With Goodman and Mulcaire (briefly) behind bars and Coulson protesting that he knew nothing of their activities yet standing down from his job, the matter might have rested there. But Coulson took a new job, as director of communications for a young politician tilting at the top job in politics. As future British Prime Minister David Cameron came closer to realizing his ambition, his sidekick came under new scrutiny. The left-leaning Guardian made much of the running, reporting allegations in 2009 that up to 3,000 people had been targeted for hacking by NOTW journalists and pursuing the story with vigor after Cameron became Prime Minister in 2010. The issue was also raised in the House of Commons, frequently by Labour MP Tom Watson, a former minister who in 2009 accepted “substantial damages” from the Sun, which had wrongly alleged his involvement in a plot to smear Conservative politicians.

Coulson finally relinquished his post in Downing Street at the beginning of this year, after his former newspaper suspended its news editor Ian Edmonson amid fresh claims of phone hacking and after the actress Sienna Miller launched a civil action that she would go on to settle in May, winning £100,000 (about $161, 000) in damages and an apology. News Group Newspapers, the subsidiary of News International that publishes NOTW, issued a statement expressing regret for

the distress caused to [Miller] by the accessing of her voicemail messages, the publication of private information in the articles and the related harassment she suffered as a consequence.

An undated photo of Milly Dowler (Photo: Surrey Police / PA)

Such redress is not open to Milly Dowler or her family. Nor will simple apologies quell calls for a public inquiry. Dowler’s case, if proven, shows that hacking was going on well before the period of 2004-06 that has been under scrutiny. Edmonson and two of his NOTW colleagues, chief reporter Neville Thurlbeck and senior reporter James Weatherup, have been arrested and bailed, but Operation Weeting, a police inquiry into phone hacking, has also seen the arrest of two people not employed by News International, Laura Elston, a royal reporter for the Press Association, and another woman, reported to be Terenia Taras, a former girlfriend of a NOTW executive. Few people with direct experience of British journalism believe that NOTW was the only publication to deploy illicit techniques in pursuit of headlines.

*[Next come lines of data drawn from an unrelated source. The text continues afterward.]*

impl CodeConfig {
    pub fn new(field_order: u32, capability: Capability) -> Self {
        CodeConfig {
            field_order,
            modular_polynomial: None,
            capability,
            length: None,
            coding: Coding::default(),
            decoder: Decoder::default(),
            error_values: ErrorValues::default(),
            first_root: 1,
            root_step: 1,
        }
    }

    pub fn with_modular_polynomial(mut self, modular_polynomial: u32) -> Self {
        self.modular_polynomial = Some(modular_polynomial);
        self
    }

    pub fn with_length(mut self, length: usize) -> Self {
        self.length = Some(length);
        self
    }

    pub fn with_coding(mut self, coding: Coding) -> Self {
        self.coding = coding;
        self
    }

    pub fn with_decoder(mut self, decoder: Decoder) -> Self {
        self.decoder = decoder;
        self
    }

    /// Shorthand for a hard-decision decoder with the given locator
    pub fn with_locator(mut self, locator: Locator) -> Self {
        self.decoder = Decoder::HardDecision(locator);
        self
    }

    pub fn with_error_values(mut self, error_values: ErrorValues) -> Self {
        self.error_values = error_values;
        self
    }

    pub fn with_first_root(mut self, first_root: usize) -> Self {
        self.first_root = first_root;
        self
    }

    pub fn with_root_step(mut self, root_step: usize) -> Self {
        self.root_step = root_step;
        self
    }

    /// Build the field described by this configuration
    pub fn field(&self) -> Result<Field> {
        match self.modular_polynomial {
            Some(modular_polynomial) => Field::new(self.field_order, modular_polynomial),
            None => Field::with_order(self.field_order),
        }
    }
}

/// Code parameters (N, l, dmin)
#[derive(Debug, Clone, Copy, PartialEq, Eq, Hash)]
pub struct CodeParameters {
    pub length: usize,
    pub information_length: usize,
    pub minimum_distance: usize,
}

impl CodeParameters {
    pub fn rate(&self) -> f64 {
        self.information_length as f64 / self.length as f64
    }
}

impl Display for CodeParameters {
    fn fmt(&self, f: &mut Formatter<'_>) -> std::fmt::Result {
        write!(
            f,
            "({}, {}, {})",
            self.length, self.information_length, self.minimum_distance
        )
    }
}

/// Symbol alphabet of a code
#[derive(Debug, Clone, Copy, PartialEq, Eq)]
pub(crate) enum Alphabet {
    Binary,
    Field,
}

/// Cyclotomic coset {p, 2p, 4p, ...} modulo `modulus`
pub fn cyclotomic_coset(power: usize, modulus: usize) -> Vec<usize> {
    let first = power % modulus;
    let mut coset = vec![first];
    let mut next = (2 * first) % modulus;
    while next != first {
        coset.push(next);
        next = (2 * next) % modulus;
    }
    coset
}

/// Immutable descriptor of a cyclic code
#[derive(Debug, Clone)]
pub struct CyclicCode {
    field: Field,
    length: usize,
    capability: usize,
    generator: Polynomial,
    cofactor: Polynomial,
    roots: Vec<Element>,
    root_powers: Vec<usize>,
    root_step: usize,
    step_inverse: usize,
    minimum_distance: usize,
    coding: Coding,
    alphabet: Alphabet,
}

Moreover, opponents of Murdoch’s bid to take a majority stake in BSkyB, the British satellite broadcaster he founded, insist that the latest revelations raise questions over the deal. “To protect media plurality, News International has given assurances about protecting the independence of Sky News [by floating it on the stock market as a separate company],” says Tom Watson. The government should “look at the record of this organization … These guarantees are not worth the paper they’re written on.”

Watson maintains that the latest allegations about hacking represent the tip of an iceberg and that unnamed “whistle-blowers” have told him that a young girl murdered in 2002 also attracted the interest of the hackers. His sources claim that the father of Jessica Chapman, who was killed with her friend Holly Wells by a school caretaker, was also a target of hacking. (The claim was echoed by a former NOTW journalist secretly recorded by actor Hugh Grant talking about tabloid practices.) Many of the victims of hacking were not members of a privileged elite, says Watson, but ordinary people, some of them, like Chapman, Wells, Dowler and their families, already caught up in tragedies. He says:

Something has gone very wrong. How can the police think that they can sit on evidence that a 13-year-old girl who was abducted and murdered had her phone hacked? I think they can reach that conclusion because they pretty much know the political class isn’t going to hold them to account. Why aren’t we going to do that? We’re scared of News International or even worse we’re doing seedy short-term deals for short-term gain.

The Dowler allegations are “a game changer,” Watson says. And the story is the lead in most broadsheets. Strangely, it has received scant attention in the red tops.